#52ancestors – Family photo

So Week 8 of #52ancestors was ‘Family photo’. Well, I have decided to share one of my favourite family photos of my great grandmother Jean and some of her siblings.

Left to Right: Adeline, Jean, Eddie, Neville, Trevor (seated front)

I was lucky enough to have my great grandmother around when I was growing up, and she lived to the grand old age of 93. I was always interested to hear about her stories of growing up as her life was so different than the one I knew. She was born Jean Thompson on 20 March 1917 in Lismore, NSW to parents Thomas William Thompson and Hannah Maria Darch Mallett. Jean was the fourth child in the family and another five children were to join the family in the years to come.

I remember hearing when I was a child that Jean had grown up in a poor family where there wasn’t much of anything, which was something I could relate to as my own family wasn’t at all well off when I was growing up. But as a twelve year old, I felt sad at the fact that when Jean was twelve years old, she had the unimaginable loss of her mother and as the eldest girl at home was forced to grow up quickly and take care of the family.

Knowing that Jean and her siblings had grown up poor, I never thought anything of the fact that I didn’t see any photos of her as a child. When I started doing family history, however, I began to be more interested in her growing up and I began to search out photos. I plucked up my courage and got in contact with my great uncle, Jean’s son. Well, lo and behold he volunteered to scan and email me whatever he had as he had all of Jean’s collection of photos at his house.

At first it was candid photos of her as a young woman before she was married and as young mother. And don’t get me wrong, these photos were great and as a family historian I appreciate any and all photos of my ancestors. But then the most exciting photograph appeared in my inbox. Not only was it a photo of Jean as a young girl along with some of her siblings but it was a professional photo in which they all had their best clothes on and were posed so cutely. I was completely amazed. To this day it is one of my favourite photos, perhaps because I was fairly close to Jean and maybe also because I felt sorry for the children in the photo knowing that it was only a few years after the photo was taken that they would lose their mother.

#52ancestors – Where there’s a will

Still playing catch up but here is my post for ‘Where’s there’s a will’.

I had to think hard about this one as not many of my ancestors left behind a will, as generally they didn’t have much worth passing on. However, the will I am writing about was one that was a surprise not only to me but to the family still remaining.
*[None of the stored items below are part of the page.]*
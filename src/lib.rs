//! Multicast DNS responder and resolver
//!
//! This library discovers names and services on the local link and advertises local services
//! using multicast DNS (DNS-SD). Library uses asynchronous Rust and depends on Tokio.
//! Following are main parts of api:
//! - [Responder](responder::Responder) - owns the multicast socket and the cache of answers seen on the link.
//!                             Answers questions for registered services and keeps subscribed records fresh.
//! - [Query](query::Query) - subscription to answers for a name and record type. [BackgroundQuery](query::BackgroundQuery)
//!                   hands the answers to a handler on its own task.
//! - [Service](service::Service) - description of a local service instance. Started on the responder it is announced
//!                     once and answers questions for its PTR, SRV and TXT records.
//! - [Resolver](resolve::Resolver) - `.local` name and link-local address lookups bounded by a timeout.
//! - [dnssd](dnssd) - browse for service instances, resolve them to host and port, register one.
//! - [message](message) - DNS message encoder and decoder.
//! - [config](config) - responder settings, loadable from JSON.
//!
//! Demos directory contains small programs watching the link, registering a service and resolving names.
//!
//! Example how to watch everything announced on the link:
//! ```no_run
//! # use mdns_responder::responder::Responder;
//! # use mdns_responder::config::ResponderConfig;
//! # use mdns_responder::message::RecordType;
//! # use anyhow::Result;
//! # #[tokio::main]
//! # async fn main() -> Result<()> {
//! let responder = Responder::new(ResponderConfig::default()).await?;
//! let mut query = responder.start_query("*", RecordType::Any).await?;
//! while let Some(answers) = query.pop().await {
//!     for an in answers {
//!         println!("{}", an);
//!     }
//! }
//! # Ok(())
//! # }
//! ```
//!
//! Example how to advertise a web server:
//! ```no_run
//! # use mdns_responder::responder::Responder;
//! # use mdns_responder::config::ResponderConfig;
//! # use mdns_responder::service::Service;
//! # use anyhow::Result;
//! # #[tokio::main]
//! # async fn main() -> Result<()> {
//! let responder = Responder::new(ResponderConfig::default()).await?;
//! let service = Service::new("printer", "_http._tcp", 9100)?.txt("path", "/");
//! let handle = responder.start_service(service).await?;
//! tokio::time::sleep(std::time::Duration::from_secs(600)).await;
//! handle.stop().await;
//! # Ok(())
//! # }
//! ```
//!
//! Example resolving a host:
//! ```no_run
//! # use mdns_responder::responder::Responder;
//! # use mdns_responder::config::ResponderConfig;
//! # use mdns_responder::resolve::Resolver;
//! # use anyhow::Result;
//! # #[tokio::main]
//! # async fn main() -> Result<()> {
//! let responder = Responder::new(ResponderConfig::default()).await?;
//! let resolver = Resolver::new(responder);
//! println!("{}", resolver.address("ensemble").await?);
//! # Ok(())
//! # }
//! ```

pub mod cache;
pub mod config;
pub mod dnssd;
pub mod message;
pub mod name;
pub mod query;
pub mod record;
pub mod resolve;
pub mod responder;
mod scheduler;
pub mod service;
pub mod transport;

pub use message::{RecordData, RecordType};
pub use name::Name;
pub use record::Answer;
//! Questions asked on the link and answers seen on it.

use std::collections::HashMap;
use std::time::Duration;

use crate::message::RecordType;
use crate::name::Name;
use crate::record::{Answer, Question};

/// Cache-flush answers only replace records older than this.
pub const CACHE_FLUSH_GRACE: Duration = Duration::from_secs(1);

#[derive(Debug, Default)]
pub struct Cache {
    /// name -> type -> the question being asked
    pub(crate) asked: HashMap<Name, HashMap<RecordType, Question>>,
    /// name -> type -> answers, in order of caching
    pub(crate) cached: HashMap<Name, HashMap<RecordType, Vec<Answer>>>,
}

impl Cache {
    pub fn new() -> Self {
        Self::default()
    }

    /// Insert `question` unless the same (name, type) is already being asked.
    /// Returns the inserted question, or `None` when it should not be sent again.
    pub fn add_question(&mut self, question: Question) -> Option<&Question> {
        let types = self.asked.entry(question.name.clone()).or_default();
        match types.entry(question.rtype) {
            std::collections::hash_map::Entry::Occupied(_) => None,
            std::collections::hash_map::Entry::Vacant(e) => Some(e.insert(question)),
        }
    }

    /// Note that (name, type) was asked again, by us or by another host.
    pub fn cache_question(&mut self, name: &Name, rtype: RecordType) -> Option<&Question> {
        let question = self.asked.get_mut(name)?.get_mut(&rtype)?;
        question.update();
        Some(question)
    }

    pub fn question(&self, name: &Name, rtype: RecordType) -> Option<&Question> {
        self.asked.get(name)?.get(&rtype)
    }

    /// Cache `answer`. Returns it when it is news to report to subscribers, `None` when
    /// it only repeats what is already known.
    pub fn cache_answer(&mut self, answer: Answer) -> Option<Answer> {
        let answers = self
            .cached
            .entry(answer.name.clone())
            .or_default()
            .entry(answer.rtype())
            .or_default();

        if answer.cache_flush {
            // identical data is kept so that it does not look new
            answers
                .retain(|a| a.arrival + CACHE_FLUSH_GRACE >= answer.arrival || a.data == answer.data);
        }

        let old = answers
            .iter()
            .position(|a| a.name == answer.name && a.data == answer.data);
        match old {
            None => {
                answers.push(answer.clone());
                Some(answer)
            }
            Some(i) if answer.is_goodbye() != answers[i].is_goodbye() => {
                // a removal, or a record coming back after one
                answers.remove(i);
                answers.push(answer.clone());
                Some(answer)
            }
            Some(i) if answer.expiry() > answers[i].expiry() => {
                answers.remove(i);
                answers.push(answer);
                None
            }
            Some(_) => None,
        }
    }

    /// Unexpired answers for (name, type). The name `*` matches every name, `ANY` every type.
    pub fn answers_for(&self, name: &Name, rtype: RecordType) -> Vec<Answer> {
        let mut out = Vec::new();
        if name.is_wildcard() {
            for types in self.cached.values() {
                collect(types, rtype, &mut out);
            }
        } else if let Some(types) = self.cached.get(name) {
            collect(types, rtype, &mut out);
        }
        out
    }

    /// True when (name, type) or (name, ANY) is already being asked. Always true for `*`.
    pub fn is_asked(&self, name: &Name, rtype: RecordType) -> bool {
        if name.is_wildcard() {
            return true;
        }
        match self.asked.get(name) {
            Some(types) => types.contains_key(&rtype) || types.contains_key(&RecordType::Any),
            None => false,
        }
    }

    pub fn answer_count(&self) -> usize {
        self.cached
            .values()
            .flat_map(|types| types.values())
            .map(Vec::len)
            .sum()
    }

    pub fn question_count(&self) -> usize {
        self.asked.values().map(HashMap::len).sum()
    }
}

fn collect(types: &HashMap<RecordType, Vec<Answer>>, rtype: RecordType, out: &mut Vec<Answer>) {
    let now = tokio::time::Instant::now();
    let matching = types
        .iter()
        .filter(|(t, _)| rtype == RecordType::Any || **t == rtype)
        .flat_map(|(_, answers)| answers.iter());
    out.extend(matching.filter(|a| !a.expired_at(now)).cloned());
}
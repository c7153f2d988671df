//! Cached answers, asked questions and the times at which they must be refreshed.
//!
//! Refresh times are pure functions of a timestamp and a retry count. Answers are
//! re-queried at 80, 85, 90 and 95 percent of their TTL, questions are repeated after
//! 1, 2, 4 and 4 seconds. After four retries there is nothing left to schedule.

use std::fmt;
use std::time::Duration;

use tokio::time::Instant;

use crate::message::{RecordData, RecordType, RR};
use crate::name::Name;

pub const ANSWER_REFRESH_PERCENT: [u32; 4] = [80, 85, 90, 95];
pub const QUESTION_REFRESH_SECS: [u64; 4] = [1, 2, 4, 4];

/// When an answer that arrived at `arrival` should be re-queried after `retries` retries.
pub fn answer_refresh(arrival: Instant, ttl: u32, retries: usize) -> Option<Instant> {
    let percent = ANSWER_REFRESH_PERCENT.get(retries)?;
    Some(arrival + Duration::from_secs(ttl as u64) * *percent / 100)
}

/// When a question last asked at `last_asked` should be asked again after `retries` retries.
pub fn question_refresh(last_asked: Instant, retries: usize) -> Option<Instant> {
    let secs = QUESTION_REFRESH_SECS.get(retries)?;
    Some(last_asked + Duration::from_secs(*secs))
}

/// Expiry of an answer. A TTL of zero is a goodbye and lives for one more second.
pub fn answer_expiry(arrival: Instant, ttl: u32) -> Instant {
    let ttl = if ttl == 0 { 1 } else { ttl };
    arrival + Duration::from_secs(ttl as u64)
}

#[derive(Debug, Clone, PartialEq)]
pub struct Answer {
    pub name: Name,
    pub ttl: u32,
    pub data: RecordData,
    pub cache_flush: bool,
    /// Time of arrival.
    pub arrival: Instant,
    pub retries: usize,
}

impl Answer {
    pub fn new(name: Name, ttl: u32, data: RecordData, cache_flush: bool) -> Self {
        Self::with_arrival(name, ttl, data, cache_flush, Instant::now())
    }

    pub fn with_arrival(
        name: Name,
        ttl: u32,
        data: RecordData,
        cache_flush: bool,
        arrival: Instant,
    ) -> Self {
        Self {
            name,
            ttl,
            data,
            cache_flush,
            arrival,
            retries: 0,
        }
    }

    pub fn from_rr(rr: &RR, arrival: Instant) -> Self {
        Self::with_arrival(
            rr.name.clone(),
            rr.ttl,
            rr.data.clone(),
            rr.cache_flush,
            arrival,
        )
    }

    pub fn rtype(&self) -> RecordType {
        self.data.record_type()
    }

    pub fn refresh(&self) -> Option<Instant> {
        answer_refresh(self.arrival, self.ttl, self.retries)
    }

    pub fn expiry(&self) -> Instant {
        answer_expiry(self.arrival, self.ttl)
    }

    pub fn expired_at(&self, now: Instant) -> bool {
        now > self.expiry()
    }

    pub fn expired(&self) -> bool {
        self.expired_at(Instant::now())
    }

    pub fn is_goodbye(&self) -> bool {
        self.ttl == 0
    }
}

impl fmt::Display for Answer {
    fn fmt(&self, f: &mut fmt::Formatter<'_>) -> fmt::Result {
        write!(f, "{} ({}) ", self.name, self.ttl)?;
        if self.cache_flush {
            write!(f, "!")?;
        }
        if self.is_goodbye() {
            write!(f, "-")?;
        }
        write!(f, " {}", self.data)
    }
}

/// A question this host or another host on the link has asked.
#[derive(Debug, Clone, PartialEq)]
pub struct Question {
    pub name: Name,
    pub rtype: RecordType,
    pub last_asked: Instant,
    pub retries: usize,
}

impl Question {
    pub fn new(name: Name, rtype: RecordType) -> Self {
        Self::asked_at(name, rtype, Instant::now())
    }

    pub fn asked_at(name: Name, rtype: RecordType, last_asked: Instant) -> Self {
        Self {
            name,
            rtype,
            last_asked,
            retries: 0,
        }
    }

    /// Record that the question was seen on the link again, whoever asked it.
    pub fn update(&mut self) {
        self.update_at(Instant::now());
    }

    pub fn update_at(&mut self, now: Instant) {
        self.retries += 1;
        self.last_asked = now;
    }

    pub fn refresh(&self) -> Option<Instant> {
        question_refresh(self.last_asked, self.retries)
    }
}

impl fmt::Display for Question {
    fn fmt(&self, f: &mut fmt::Formatter<'_>) -> fmt::Result {
        write!(f, "{}/{} ({})", self.name, self.rtype, self.retries)
    }
}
Mary Ann Webber was born in New South Wales in 1853 and is my 3x great grandmother. I don’t know a lot about her family, besides the fact that her parents arrived in Australia as Assisted Immigrants in 1851, just two years before Mary Ann’s birth, and that they originally hailed from Milverton, Somerset. Mary Ann was born in Berry Park, which is in the Newcastle district with the family staying in the Newcastle area for the next decade or so. However, they eventually moved to the Lismore area and it was here in 1872 that Mary Ann married John Mallett. The couple had a large family, who were all raised and married in the area with many descendants still living there today.

Now, to the will. Imagine my surprise when playing around on the State Records site one day, just typing in names into Archives Investigator to see if anyone in my tree had a probate file. Mary Ann’s husband John didn’t have a probate file but his name came up in the results list as Mary Ann had a probate file. Well, this was a momentous discovery. She is one of only two women I’ve come across in my tree who have had enough property for a probate to be deemed necessary. Enclosed in the probate packet is a will, dated 13 August 1910 which was acted upon on Mary Ann’s death in 1916.

What is interesting is that at the time of the will being written, and indeed at the time of her death, Mary Ann’s husband is still living and yet the property at which the couple reside in Show View Street, Lismore is owned by Mary Ann. In the early 1900s it was still very unusual for a married woman to own property in her own right, yet here was a woman with just that. I don’t know where the property came from yet, perhaps her parents? But, I do know where the property went after her death. Out of all her children, male and female, Mary Ann left her property to her youngest daughter Hannah Maria Darch Mallett.

The house that the Thompsons lived in. Show View Street/Parade Street, Lismore.

Why did she leave the property to Hannah? Well, the will doesn’t give a reason but perhaps it was due to the fact that at the time the will was written all her other children were well established with spouses and children and Hannah was not. It could also have to do with the fact that at the time the will was written, Hannah was not married but she did have a newborn daughter. So perhaps it was her mother’s way of ensuring she was looked after even if she didn’t find a husband? Interestingly, the will specifies that the property should remain in Hannah’s name even if she should marry which she did in 1911. So Hannah then became a woman of property as her mother had done. This perhaps was a blessing as it gave Hannah and her husband, along with their young family, a stable home which they might not have had otherwise. Hannah’s youngest child  recalls that there was never very much money around when she was growing up, and expressed great surprise at the fact that the property had been owned by her mother. On Hannah’s death, the property passed into the ownership of her husband Thomas Thompson where he remained until old age.